Why This Feels Different — and Why Analysts Are Buying In
It isn’t just the record.
It isn’t just the talent.
It isn’t just the big-man dominance.
It’s the trajectory.
This team is improving at a rate that mirrors some of the special Carolina squads of the past. They aren’t peaking early. They aren’t simply catching teams off guard. They are building something foundational. Something sustainable. Something rooted in the traditions that made UNC one of the greatest programs in college basketball history.
Hubert Davis didn’t just pass an early test.
He stamped his identity onto a team that desperately needed direction.
And analysts have noticed.
A Vintage Carolina Season in the Making?
There is a long road left.
There are bigger moments ahead.
There are storms coming that will test UNC in ways December never could.
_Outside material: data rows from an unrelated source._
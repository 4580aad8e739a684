//! Prometheus metrics handler
//!
//! Exposes `GET /metrics` in Prometheus text format, rendered from the
//! process-wide `metrics-exporter-prometheus` recorder.

use axum::{extract::State, http::StatusCode, response::IntoResponse};
use metrics_exporter_prometheus::PrometheusHandle;

#[derive(Clone)]
pub struct MetricsState {
    pub handle: PrometheusHandle,
}

/// `GET /metrics`: Prometheus scrape endpoint
pub async fn prometheus_metrics(State(state): State<MetricsState>) -> impl IntoResponse {
    let body = state.handle.render();
    (
        StatusCode::OK,
        [("content-type", "text/plain; version=0.0.4; charset=utf-8")],
        body,
    )
}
But right now—right now—this team has earned the right to be called “vintage.”
Not because of nostalgia.
Not because of hope.
But because of results, identity, toughness, and undeniable early-season dominance.
Hubert Davis is proving something powerful:
North Carolina can absolutely still look like North Carolina under his leadership.
And with Wilson, Veesaar, Dixon, and a roster buying into the blueprint, this might be only the beginning of something special.
The early test no one expected is now officially passed.
And the rest of the college basketball world has been put on notice.